The impact of poor data quality

The first article in this series was published on Wednesday the 14th^Number In August, we discussed the important role that data quality plays in the effectiveness of machine learning (ML) and AI data analysis. The characteristics that define data quality were listed as:

• Complete
• Consistency
• Open-minded
• Accuracy

Understanding the impact of these characteristics requires awareness of the sensitivity that algorithms have to these characteristics and the importance of choosing the right algorithm for the planned analysis. These are complex topics that require detailed discussion, which we will do in future posts.

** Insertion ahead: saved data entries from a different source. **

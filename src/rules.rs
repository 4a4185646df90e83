//! Security rules front door.
//!
//! Ported from `examples/original_source/pkg/rules/rules.go`. Rules are
//! treated as an opaque validator that may reject a write or mark a query
//! as missing an index — but the rules *document* itself (loading the
//! JSON, navigating `$variable` children, reading `.indexOn`) is distinct
//! from the expression evaluator that would check `.read`/`.write`/
//! `.validate`, and is implemented here in full.
//!
//! This module never rejects a write or a query: there is no in-crate
//! expression engine, so `.read`/`.write`/`.validate` are never evaluated.
//! The one thing this module *does* decide is whether a query's
//! `order_by` has a matching `.indexOn` entry, which drives the
//! `no_index` warning.

use std::path::Path;

use serde_json::Value;

use crate::error::Result;
use crate::path::Ref;

/// A node (or subtree) of the rules document.
#[derive(Debug, Clone, Default)]
pub struct Rules(Value);

impl Rules {
    /// Reads and parses the rules file, descending to the top-level
    /// `rules` key. Returns `Ok(None)` if no path was given, matching the
    /// original's `Import("")` behavior.
    pub fn import(path: Option<&Path>) -> Result<Option<Rules>> {
        let Some(path) = path else { return Ok(None) };
        let bytes = std::fs::read(path)?;
        let doc: Value = serde_json::from_slice(&bytes)?;
        let root = Rules(doc);
        Ok(root.child_by_name("rules"))
    }

    /// Whether this node has the literal key `key`.
    pub fn contains_key(&self, key: &str) -> bool {
        self.0.get(key).is_some()
    }

    /// The `$variable` key at this level (excluding `$other`), if any.
    pub fn variable_key(&self) -> Option<String> {
        let obj = self.0.as_object()?;
        obj.keys().find(|k| k.starts_with('$') && k.as_str() != "$other").cloned()
    }

    /// Descends through each segment of `path`, substituting the
    /// `$variable` key when the literal segment isn't present.
    pub fn child(&self, path: &Ref) -> Rules {
        let mut cur = self.clone();
        for segment in path.segments() {
            match cur.child_by_name(segment) {
                Some(next) => cur = next,
                None => return Rules(Value::Null),
            }
        }
        cur
    }

    /// The `.indexOn` list at this level, if any.
    pub fn indexes(&self) -> Vec<String> {
        self.0
            .get(".indexOn")
            .and_then(Value::as_array)
            .map(|arr| arr.iter().filter_map(|v| v.as_str().map(str::to_string)).collect())
            .unwrap_or_default()
    }

    /// Whether a query ordered by `order_by` has a matching index at this
    /// node. `.key`/`.value`/empty orderings never require an index.
    pub fn has_index_for(&self, order_by: &str) -> bool {
        if order_by.is_empty() || order_by == ".key" || order_by == ".value" {
            return true;
        }
        self.indexes().iter().any(|idx| idx == order_by)
    }

    fn child_by_name(&self, name: &str) -> Option<Rules> {
        let value = if let Some(v) = self.0.get(name) {
            v.clone()
        } else if let Some(var) = self.variable_key() {
            self.0.get(&var)?.clone()
        } else {
            return None;
        };
        if value.is_object() {
            Some(Rules(value))
        } else {
            None
        }
    }
}
//! Exercises the full transport stack: a WebSocket listener observes a
//! write made through the REST surface, against a real bound port.

use std::net::SocketAddr;
use std::sync::Arc;

use flakbase::backend::MemoryBackend;
use flakbase::registry::Registry;
use flakbase::session::Dispatcher;
use flakbase::tree::Tree;
use futures::{SinkExt, StreamExt};
use serde_json::{json, Value};
use tokio::net::TcpStream;
use tokio_tungstenite::tungstenite::Message;
use tokio_tungstenite::{MaybeTlsStream, WebSocketStream};

async fn spawn_server() -> SocketAddr {
    let dispatcher =
        Dispatcher::new(Tree::new(Arc::new(MemoryBackend::new())), Arc::new(Registry::new()), None);
    let listener = tokio::net::TcpListener::bind("127.0.0.1:0").await.unwrap();
    let addr = listener.local_addr().unwrap();
    let app = flakbase::server::router(dispatcher, addr.to_string());
    tokio::spawn(async move {
        axum::serve(listener, app).await.unwrap();
    });
    addr
}

async fn next_json(ws: &mut WebSocketStream<MaybeTlsStream<TcpStream>>) -> Value {
    loop {
        match ws.next().await.unwrap().unwrap() {
            Message::Text(text) => return serde_json::from_str(text.as_ref()).unwrap(),
            _ => continue,
        }
    }
}

#[tokio::test]
async fn websocket_listener_observes_a_rest_write() {
    let addr = spawn_server().await;

    let (mut ws, _response) =
        tokio_tungstenite::connect_async(format!("ws://{addr}/")).await.unwrap();

    let handshake = next_json(&mut ws).await;
    assert_eq!(handshake["d"]["t"], "h");

    let listen = json!({"t": "d", "d": {"a": "l", "r": 1, "b": {"p": "/path", "t": 42}}});
    ws.send(Message::Text(listen.to_string().into())).await.unwrap();

    let ok = next_json(&mut ws).await;
    assert_eq!(ok["d"]["r"], 1);
    assert_eq!(ok["d"]["b"]["s"], "ok");

    let initial = next_json(&mut ws).await;
    assert_eq!(initial["d"]["b"]["d"], Value::Null);

    let client = reqwest::Client::new();
    let resp = client
        .put(format!("http://{addr}/path/id1.json"))
        .json(&json!({"text": "v1"}))
        .send()
        .await
        .unwrap();
    assert!(resp.status().is_success());

    let pushed = next_json(&mut ws).await;
    assert_eq!(pushed["d"]["b"]["p"], "/path");
    assert_eq!(pushed["d"]["b"]["d"], json!({"id1": {"text": "v1"}}));
}

#[tracing_test::traced_test]
#[tokio::test]
async fn malformed_frame_is_logged_and_dropped_without_an_ok() {
    let addr = spawn_server().await;

    let (mut ws, _response) =
        tokio_tungstenite::connect_async(format!("ws://{addr}/")).await.unwrap();
    next_json(&mut ws).await; // handshake

    ws.send(Message::Text("not json".into())).await.unwrap();

    // A well-formed request sent right after proves the connection stayed
    // alive and kept processing instead of tearing down on the bad frame.
    let put = json!({"t": "d", "d": {"a": "p", "r": 1, "b": {"p": "/a", "d": 1}}});
    ws.send(Message::Text(put.to_string().into())).await.unwrap();
    let ok = next_json(&mut ws).await;
    assert_eq!(ok["d"]["r"], 1);

    assert!(tracing_test::logs_contain("malformed request, dropping"));
}
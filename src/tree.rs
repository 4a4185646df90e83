//! The tree store: `set`/`get`/`reset`/`close` delegate to the pluggable
//! [`Backend`], and multi-path `update` is built on top of `set`.

use std::sync::Arc;

use serde_json::Value;

use crate::backend::Backend;
use crate::error::Result;
use crate::path::Ref;
use crate::query::QueryDescriptor;

/// Owns the pluggable backend and exposes the tree-store API consumed by
/// the session and REST adapter. Cheaply cloneable (an `Arc` around the
/// backend), since both the WebSocket and REST surfaces share one tree.
#[derive(Clone)]
pub struct Tree {
    backend: Arc<dyn Backend>,
}

impl Tree {
    pub fn new(backend: Arc<dyn Backend>) -> Self {
        Tree { backend }
    }

    pub async fn set(&self, ref_: &Ref, value: Value) -> Result<()> {
        self.backend.set(ref_, value).await
    }

    pub async fn get(&self, ref_: &Ref, query: &QueryDescriptor) -> Result<Value> {
        self.backend.get(ref_, query).await
    }

    pub async fn reset(&self) -> Result<()> {
        self.backend.reset().await
    }

    pub async fn close(&self) -> Result<()> {
        self.backend.close().await
    }

    /// Multi-path update: if `payload` is a mapping, writes each `(key,
    /// value)` pair to `join(base, key)` sequentially; otherwise behaves
    /// exactly like `set(base, payload)`. Returns the list of individually
    /// written refs, used to drive fan-out.
    ///
    /// Not atomic: if a sub-write fails partway through, the preceding
    /// writes remain visible and the error is surfaced to the caller.
    pub async fn update(&self, base: &Ref, payload: Value) -> Result<Vec<Ref>> {
        let Value::Object(map) = payload else {
            self.set(base, payload).await?;
            return Ok(vec![base.clone()]);
        };

        let mut changed = Vec::with_capacity(map.len());
        for (key, value) in map {
            let child_ref = base.join(&key)?;
            self.set(&child_ref, value).await?;
            changed.push(child_ref);
        }
        Ok(changed)
    }
}

#[cfg(test)]
mod tests {
    use super::*;
    use crate::backend::MemoryBackend;
    use serde_json::json;

    fn tree() -> Tree {
        Tree::new(Arc::new(MemoryBackend::new()))
    }

    #[tokio::test]
    async fn update_fans_out_sequential_sets() {
        let t = tree();
        let base = Ref::parse("/path/id1").unwrap();
        t.set(&base, json!({"text": "old", "number": 1})).await.unwrap();

        let changed = t
            .update(
                &Ref::root(),
                json!({
                    "path/id1/text": "revised",
                    "path/id1/number": null,
                    "path/id2": {"text": "v2"},
                }),
            )
            .await
            .unwrap();
        assert_eq!(changed.len(), 3);

        let q = QueryDescriptor::default();
        assert_eq!(
            t.get(&Ref::parse("/path/id1").unwrap(), &q).await.unwrap(),
            json!({"text": "revised"})
        );
        assert_eq!(
            t.get(&Ref::parse("/path/id2").unwrap(), &q).await.unwrap(),
            json!({"text": "v2"})
        );
    }

    #[tokio::test]
    async fn update_with_non_map_payload_behaves_like_set() {
        let t = tree();
        let base = Ref::parse("/leaf").unwrap();
        let changed = t.update(&base, json!("value")).await.unwrap();
        assert_eq!(changed, vec![base.clone()]);
        assert_eq!(t.get(&base, &QueryDescriptor::default()).await.unwrap(), json!("value"));
    }

    #[tokio::test]
    async fn shallow_root_after_update() {
        let t = tree();
        t.update(
            &Ref::parse("/path1/path2").unwrap(),
            json!({"id1": {"a": 1}, "id2": {"b": 2}}),
        )
        .await
        .unwrap();

        let shallow = QueryDescriptor { shallow: true, ..Default::default() };
        assert_eq!(t.get(&Ref::root(), &shallow).await.unwrap(), json!({"path1": true}));
        assert_eq!(
            t.get(&Ref::parse("/path1/path2").unwrap(), &shallow).await.unwrap(),
            json!({"id1": true, "id2": true})
        );
    }
}
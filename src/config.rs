use std::path::PathBuf;

use clap::{Args, Parser, Subcommand};

/// Flakbase: a realtime tree-structured database server speaking a
/// Firebase-compatible wire protocol.
#[derive(Debug, Parser)]
#[command(name = "flakbase", version, about)]
pub struct Cli {
    #[command(subcommand)]
    pub command: Command,
}

#[derive(Debug, Subcommand)]
pub enum Command {
    /// Start the Flakbase server.
    Serve(ServerConfig),
}

/// Server configuration. The original Go implementation split this into a
/// separate `--rest`/`--port`/`--host` trio; here a single `--host` carries
/// the full `host:port` address, since one `axum::Router` now serves both
/// surfaces unconditionally.
#[derive(Debug, Clone, Args)]
pub struct ServerConfig {
    /// Address to bind, e.g. `localhost:5000`.
    #[arg(long, env = "FLAKBASE_HOST", default_value = "localhost:9527")]
    pub host: String,

    /// Path to a MongoDB connection config, selecting the document-store
    /// backend instead of the in-memory one.
    #[arg(long, env = "FLAKBASE_MONGO")]
    pub mongo: Option<PathBuf>,

    /// Path to a Firebase-style security rules JSON file.
    #[arg(long, env = "FLAKBASE_RULE")]
    pub rule: Option<PathBuf>,
}
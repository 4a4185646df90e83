use async_trait::async_trait;
use serde_json::Value;

use super::Backend;
use crate::error::{Error, Result};
use crate::path::Ref;
use crate::query::QueryDescriptor;

/// Placeholder for a persistent, document-store-backed alternative to
/// [`super::MemoryBackend`], selected with `--mongo=<path>`.
///
/// This stub exists so `--mongo` is a recognized, wired-up flag rather than
/// a dead one, but every operation returns [`Error::Unimplemented`] until a
/// real document-store client is built against the same [`Backend`]
/// contract `MemoryBackend` satisfies.
pub struct DocumentBackend {
    #[allow(dead_code)]
    config_path: std::path::PathBuf,
}

impl DocumentBackend {
    pub fn new(config_path: std::path::PathBuf) -> Self {
        DocumentBackend { config_path }
    }
}

#[async_trait]
impl Backend for DocumentBackend {
    async fn set(&self, _ref_: &Ref, _value: Value) -> Result<()> {
        Err(Error::Unimplemented("document backend"))
    }

    async fn get(&self, _ref_: &Ref, _query: &QueryDescriptor) -> Result<Value> {
        Err(Error::Unimplemented("document backend"))
    }

    async fn reset(&self) -> Result<()> {
        Err(Error::Unimplemented("document backend"))
    }

    async fn close(&self) -> Result<()> {
        Ok(())
    }
}
use papilio_core::{
    KeyValueStore, PersistenceAdapter, SqliteKeyValueStore, StorageKeys, TaskStore,
};

#[test]
fn sqlite_store_get_missing_key_returns_none() {
    let store = SqliteKeyValueStore::open_in_memory().unwrap();
    assert_eq!(store.get("papilio:tasks").unwrap(), None);
}

#[test]
fn sqlite_store_set_overwrites_previous_value() {
    let mut store = SqliteKeyValueStore::open_in_memory().unwrap();
    store.set("papilio:tasks", "[]").unwrap();
    store.set("papilio:tasks", "[1]").unwrap();

    assert_eq!(store.get("papilio:tasks").unwrap().as_deref(), Some("[1]"));
    let rows: i64 = store
        .connection()
        .query_row("SELECT COUNT(*) FROM kv_entries;", [], |row| row.get(0))
        .unwrap();
    assert_eq!(rows, 1);
}

#[test]
fn adapter_survives_corrupt_sqlite_row() {
    let store = SqliteKeyValueStore::open_in_memory().unwrap();
    store
        .connection()
        .execute(
            "INSERT INTO kv_entries (key, value) VALUES ('papilio:tasks', 'not json');",
            [],
        )
        .unwrap();

    let adapter = PersistenceAdapter::new(store);
    let value: Vec<serde_json::Value> = adapter.load("papilio:tasks");
    assert!(value.is_empty());
}

#[test]
fn tasks_survive_reopening_database_file() {
    let dir = tempfile::tempdir().unwrap();
    let path = dir.path().join("wheel.db");
    let keys = StorageKeys::default();

    let (first, second) = {
        let mut tasks = TaskStore::open(SqliteKeyValueStore::open(&path).unwrap(), &keys);
        let first = tasks.add("home", "Fix the door").unwrap();
        let second = tasks.add("home", "Water plants").unwrap();
        tasks.toggle(&first).unwrap();
        (first, second)
    };

    let reopened = TaskStore::open(SqliteKeyValueStore::open(&path).unwrap(), &keys);
    let ids: Vec<_> = reopened
        .tasks_for("home")
        .iter()
        .map(|task| task.id.clone())
        .collect();
    assert_eq!(ids, vec![second, first.clone()]);
    assert!(reopened.get(&first).unwrap().completed);
    assert_eq!(reopened.completion_count(), 1);
}

#[test]
fn namespaces_isolate_task_records() {
    let dir = tempfile::tempdir().unwrap();
    let path = dir.path().join("wheel.db");
    let alpha = StorageKeys::new("alpha").unwrap();
    let beta = StorageKeys::new("beta").unwrap();

    {
        let mut tasks = TaskStore::open(SqliteKeyValueStore::open(&path).unwrap(), &alpha);
        tasks.add("career", "Update resume").unwrap();
    }

    let other = TaskStore::open(SqliteKeyValueStore::open(&path).unwrap(), &beta);
    assert!(other.is_empty());
    let same = TaskStore::open(SqliteKeyValueStore::open(&path).unwrap(), &alpha);
    assert_eq!(same.len(), 1);
}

Below are some of the main problems caused by poor data quality:

• If data is incomplete, ML models may miss patterns and relationships. For example, if important bioactivity data is missing for a particular compound, the model cannot fully consider the structure-activity relationship, which can lead to inaccurate predictions.
• Inconsistencies such as variations in how data is recorded (e.g., different units of measurement or naming conventions) can confuse the model and lead to erroneous predictions. For example, if the same compound is labeled differently in different datasets, the model may treat it as a different entity, skewing the results.
• Data bias can cause a model to fail to generalize or perform poorly on certain subsets of data. For example, if the training data is biased towards a particular chemical scaffold or a particular set of biological targets, the model may be less effective at predicting activity for compounds outside of these categories.
• Data noise, which can result from experimental error, biological assay variability, or inconsistent conditions, can obscure true signals and reduce the ability of models to learn association patterns, potentially resulting in high rates of false positives or false negatives.
• Duplicate records can skew the training process by giving excessive weight to certain data points, leading to overfitting of the model and a lack of generalization.
• If the data is very unbalanced, i.e. there are many more inactive than active compounds, the model may be biased towards predicting the majority class, which may result in poor performance in identifying active compounds.
• Redundant features or data points inflate the dimensionality of your data without adding any new information, which can lead to overfitting and poor model performance.

• Poor data quality undermines scientific reproducibility, as other researchers or systems may not be able to reproduce findings.

The next installment in the series is scheduled to be released on Friday the 13th.^Number In September, we’ll provide practical guidelines to help you improve your data quality and detect if your data quality is being compromised.